The second basic principle against woman suffrage that one voter cannot claim maintenance from another voter would deprive married women of any claim for support from their husbands; and in all questions concerning women, wives and mothers must be considered first. From the beginning of representative government it has been recognized that when a man acquires a vote he gives up all claim to maintenance except upon public charity. On attaining his majority, a man loses all claim to maintenance, not even his own father being called upon to maintain him for another day. In the case of daughters, the unwritten law, which is always much more strictly obeyed than the written law, has decreed that the father, if able, shall maintain his adult daughters as long as they remain unmarried. The exceptions to this law only prove the rule. Under the present dispensation, the status between husbands and wives is, practically, that the husband has the vote and the wife has the property. In lieu of a vote, the law has given the wife enormous property privileges which, of course, are totally inconsistent with the possession of a vote. The law of property between husband and wife may be broadly stated as follows:

The wife on her marriage does not become responsible for any debts owed by her husband before marriage; the husband on marriage becomes in many

states responsible for every debt owed by the wife before marriage. The wife is the sole possessor of her own estate; the husband is not, and never has been, the sole possessor of his own estate unless there is a pre-nuptial contract. He cannot alienate his wife's dower, either in his lifetime or by his will. A husband's courtesy-right in his wife's estate by no means corresponds in value with the wife's dower-right in his estate. A wife is not liable for her husband's debts; a husband may not excuse himself from paying his wife's debts, even on the ground that they were contracted without his knowledge, or even against his prohibition.1 The law compels him to pay those debts of his wife which are reckoned justifiable and in proportion to the husband's income and station in life. A married woman is entitled to her own earnings; a married man is not, and never was, entitled to his own earnings. The law compels him out of them to give adequate support to his wife and minor children. The woman seeking divorce from her husband can compel him to pay her counsel fees, and to give her alimony if she be the innocent party, even if he marry again, and this alimony continues until the former wife's death or remarriage. She can also compel her former husband to provide for the support of the minor children. A husband seeking divorce from his wife cannot force her to pay his counsel fees or secure alimony from her, or, if she be guilty, force her to support the minor children, although the wife may be wealthy and the husband may be penniless.
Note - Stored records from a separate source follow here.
//! Rules: a matcher, optional enter/exit callbacks, and the last known match set.
//!
//! Rules are built with [`Rule::builder`] and shared as `Arc<Rule<N>>`. The
//! match set is owned by the engine the rule is registered with; callers only
//! ever see snapshots of it.

use std::fmt;
use std::sync::Arc;

use parking_lot::Mutex;
use serde::{Deserialize, Serialize};
use uuid::Uuid;

use crate::error::ValidationError;
use crate::tree::Selector;

/// Declarative rule loading.
pub mod definition;

pub use definition::{HandlerRegistry, RuleDefinition};

/// Unique identifier for a rule.
#[derive(Debug, Clone, Copy, PartialEq, Eq, Hash, Serialize, Deserialize)]
#[serde(transparent)]
pub struct RuleId(Uuid);

impl RuleId {
    /// Create a new random rule id.
    #[must_use]
    pub fn new() -> Self {
        Self(Uuid::new_v4())
    }

    /// Wrap an existing UUID.
    #[must_use]
    pub const fn from_uuid(uuid: Uuid) -> Self {
        Self(uuid)
    }
}

impl Default for RuleId {
    fn default() -> Self {
        Self::new()
    }
}

impl fmt::Display for RuleId {
    fn fmt(&self, f: &mut fmt::Formatter<'_>) -> fmt::Result {
        write!(f, "{}", self.0)
    }
}

/// Identity of the engine a rule is registered with.
#[derive(Debug, Clone, Copy, PartialEq, Eq, Hash, Serialize, Deserialize)]
#[serde(transparent)]
pub struct EngineId(Uuid);

impl EngineId {
    /// Create a new random engine id.
    #[must_use]
    pub fn new() -> Self {
        Self(Uuid::new_v4())
    }
}

impl Default for EngineId {
    fn default() -> Self {
        Self::new()
    }
}

impl fmt::Display for EngineId {
    fn fmt(&self, f: &mut fmt::Formatter<'_>) -> fmt::Result {
        write!(f, "{}", self.0)
    }
}

/// Enter/exit callback, invoked once per node transition.
pub type Callback<N> = Arc<dyn Fn(&N) + Send + Sync>;

/// Per-node predicate of a [`Matcher::Predicate`].
pub type Predicate<N> = Arc<dyn Fn(&N) -> MatchValue<N> + Send + Sync>;

/// What a predicate says about one node.
#[derive(Debug, Clone, PartialEq, Eq)]
pub enum MatchValue<N> {
    /// Re-delegate: query this node's subtree (node included) for the selector.
    /// Stops descent at this branch.
    Selector(String),
    /// Include this node iff `true`; children are visited either way.
    Include(bool),
    /// Use these nodes verbatim. Stops descent at this branch.
    Nodes(Vec<N>),
    /// Nothing here. Stops descent at this branch.
    Absent,
}

impl<N> From<bool> for MatchValue<N> {
    fn from(value: bool) -> Self {
        Self::Include(value)
    }
}

impl<N> From<Vec<N>> for MatchValue<N> {
    fn from(value: Vec<N>) -> Self {
        Self::Nodes(value)
    }
}

impl<N> From<Option<Vec<N>>> for MatchValue<N> {
    fn from(value: Option<Vec<N>>) -> Self {
        value.map_or(Self::Absent, Self::Nodes)
    }
}

/// How a rule decides membership.
pub enum Matcher<N> {
    /// Static selector, delegated to the tree provider.
    Selector(Selector),
    /// Predicate invoked per node, depth-first from the watched root.
    Predicate(Predicate<N>),
    /// Precomputed node list, used verbatim.
    Explicit(Vec<N>),
}

impl<N> Clone for Matcher<N>
where
    N: Clone,
{
    fn clone(&self) -> Self {
        match self {
            Self::Selector(s) => Self::Selector(s.clone()),
            Self::Predicate(p) => Self::Predicate(Arc::clone(p)),
            Self::Explicit(nodes) => Self::Explicit(nodes.clone()),
        }
    }
}

impl<N: fmt::Debug> fmt::Debug for Matcher<N> {
    fn fmt(&self, f: &mut fmt::Formatter<'_>) -> fmt::Result {
        match self {
            Self::Selector(s) => f.debug_tuple("Selector").field(s).finish(),
            Self::Predicate(_) => f.write_str("Predicate(..)"),
            Self::Explicit(nodes) => f.debug_tuple("Explicit").field(nodes).finish(),
        }
    }
}

/// A registered (matcher, on_match, on_unmatch) triple with its match set.
pub struct Rule<N> {
    id: RuleId,
    matcher: Matcher<N>,
    on_match: Option<Callback<N>>,
    on_unmatch: Option<Callback<N>>,
    matching: Mutex<Vec<N>>,
    owner: Mutex<Option<EngineId>>,
}

impl<N> Rule<N>
where
    N: Clone + PartialEq + 'static,
{
    /// Creates a rule builder.
    #[must_use]
    pub fn builder() -> RuleBuilder<N> {
        RuleBuilder::new()
    }

    /// The rule id.
    #[must_use]
    pub const fn id(&self) -> RuleId {
        self.id
    }

    /// The matcher.
    #[must_use]
    pub const fn matcher(&self) -> &Matcher<N> {
        &self.matcher
    }

    pub(crate) fn on_match(&self) -> Option<&Callback<N>> {
        self.on_match.as_ref()
    }

    pub(crate) fn on_unmatch(&self) -> Option<&Callback<N>> {
        self.on_unmatch.as_ref()
    }

    /// Snapshot of the current match set.
    #[must_use]
    pub fn matching_nodes(&self) -> Vec<N> {
        self.matching.lock().clone()
    }

    /// Number of matched nodes.
    #[must_use]
    pub fn match_count(&self) -> usize {
        self.matching.lock().len()
    }

    /// Returns true if `node` is in the match set.
    #[must_use]
    pub fn is_matching(&self, node: &N) -> bool {
        self.matching.lock().contains(node)
    }

    /// The engine this rule is registered with, if any.
    #[must_use]
    pub fn owner(&self) -> Option<EngineId> {
        *self.owner.lock()
    }

    pub(crate) fn is_owned_by(&self, engine: EngineId) -> bool {
        *self.owner.lock() == Some(engine)
    }

    /// Claims the rule for `engine`. `Ok(false)` if it already belongs to it.
    pub(crate) fn claim(&self, engine: EngineId) -> Result<bool, ValidationError> {
        let mut owner = self.owner.lock();
        match *owner {
            None => {
                *owner = Some(engine);
                Ok(true)
            }
            Some(current) if current == engine => Ok(false),
            Some(other) => Err(ValidationError::InvalidRuleType {
                reason: format!("rule {} is registered with engine {other}", self.id),
            }),
        }
    }

    /// Releases the rule if it belongs to `engine`.
    pub(crate) fn release(&self, engine: EngineId) -> bool {
        let mut owner = self.owner.lock();
        if *owner == Some(engine) {
            *owner = None;
            true
        } else {
            false
        }
    }

    /// Adds `node`; false if it was already present.
    pub(crate) fn insert_match(&self, node: N) -> bool {
        let mut matching = self.matching.lock();
        if matching.contains(&node) {
            return false;
        }
        matching.push(node);
        true
    }

    /// Removes `node`; false if it was absent.
    pub(crate) fn remove_match(&self, node: &N) -> bool {
        let mut matching = self.matching.lock();
        match matching.iter().position(|n| n == node) {
            Some(index) => {
                matching.remove(index);
                true
            }
            None => false,
        }
    }

    /// Adopts evaluation order, but only when `nodes` holds exactly the
    /// current match set. Returns false and leaves the set alone otherwise.
    pub(crate) fn adopt_order(&self, nodes: &[N]) -> bool {
        let mut matching = self.matching.lock();
        if matching.len() != nodes.len() || !nodes.iter().all(|n| matching.contains(n)) {
            return false;
        }
        matching.clear();
        matching.extend_from_slice(nodes);
        true
    }
}

impl<N: fmt::Debug> fmt::Debug for Rule<N> {
    fn fmt(&self, f: &mut fmt::Formatter<'_>) -> fmt::Result {
        f.debug_struct("Rule")
            .field("id", &self.id)
            .field("matcher", &self.matcher)
            .field("on_match", &self.on_match.is_some())
            .field("on_unmatch", &self.on_unmatch.is_some())
            .field("matching", &*self.matching.lock())
            .finish()
    }
}

/// Builder for [`Rule`].
pub struct RuleBuilder<N> {
    id: Option<RuleId>,
    matcher: Option<Result<Matcher<N>, ValidationError>>,
    on_match: Option<Callback<N>>,
    on_unmatch: Option<Callback<N>>,
}

impl<N> Default for RuleBuilder<N> {
    fn default() -> Self {
        Self {
            id: None,
            matcher: None,
            on_match: None,
            on_unmatch: None,
        }
    }
}

impl<N> RuleBuilder<N>
where
    N: Clone + PartialEq + 'static,
{
    /// Creates a new rule builder.
    #[must_use]
    pub fn new() -> Self {
        Self::default()
    }

    /// Sets the rule ID (optional, will be generated if not set).
    #[must_use]
    pub fn id(mut self, id: RuleId) -> Self {
        self.id = Some(id);
        self
    }

    /// Matches nodes by selector. Invalid text is reported by `build`.
    #[must_use]
    pub fn selector(mut self, selector: impl Into<String>) -> Self {
        self.matcher = Some(Selector::new(selector).map(Matcher::Selector));
        self
    }

    /// Matches nodes by predicate.
    #[must_use]
    pub fn predicate<F, V>(mut self, predicate: F) -> Self
    where
        F: Fn(&N) -> V + Send + Sync + 'static,
        V: Into<MatchValue<N>> + 'static,
    {
        let predicate: Predicate<N> = Arc::new(move |node: &N| predicate(node).into());
        self.matcher = Some(Ok(Matcher::Predicate(predicate)));
        self
    }

    /// Matches a fixed list of nodes.
    #[must_use]
    pub fn nodes(mut self, nodes: Vec<N>) -> Self {
        self.matcher = Some(Ok(Matcher::Explicit(nodes)));
        self
    }

    /// Sets a prebuilt matcher.
    #[must_use]
    pub fn matcher(mut self, matcher: Matcher<N>) -> Self {
        self.matcher = Some(Ok(matcher));
        self
    }

    /// Sets the enter callback.
    #[must_use]
    pub fn on_match<F>(mut self, callback: F) -> Self
    where
        F: Fn(&N) + Send + Sync + 'static,
    {
        self.on_match = Some(Arc::new(callback));
        self
    }

    /// Sets the exit callback.
    #[must_use]
    pub fn on_unmatch<F>(mut self, callback: F) -> Self
    where
        F: Fn(&N) + Send + Sync + 'static,
    {
        self.on_unmatch = Some(Arc::new(callback));
        self
    }

    pub(crate) fn on_match_shared(mut self, callback: Option<Callback<N>>) -> Self {
        self.on_match = callback;
        self
    }

    pub(crate) fn on_unmatch_shared(mut self, callback: Option<Callback<N>>) -> Self {
        self.on_unmatch = callback;
        self
    }

    /// Builds the rule.
    /// Returns `InvalidMatcherType` if no matcher was set or the selector is empty.
    pub fn build(self) -> Result<Arc<Rule<N>>, ValidationError> {
        let matcher = self
            .matcher
            .ok_or_else(|| ValidationError::matcher("a selector, predicate or node list is required"))??;

        Ok(Arc::new(Rule {
            id: self.id.unwrap_or_default(),
            matcher,
            on_match: self.on_match,
            on_unmatch: self.on_unmatch,
            matching: Mutex::new(Vec::new()),
            owner: Mutex::new(None),
        }))
    }
}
It may be said in passing that this over-indulgence on the part of men toward women in divorce laws is to a great degree responsible for the divorce evil. In most states, the laws

1 Provided such debts are contracted for necessities of life. - THE EDITORS.

concerning the property privileges of women seem to be embodied sentimentalism; and in some, the husband appears to have no rights which the wife is bound to respect. In Georgia, a recent legislature proposed to add to the gift of all of a man's property to his wife, that it should be a felony in the State of Georgia for a man to 'defame' a woman. These delightful Knights of La Mancha omitted to define what constitutes defaming a woman.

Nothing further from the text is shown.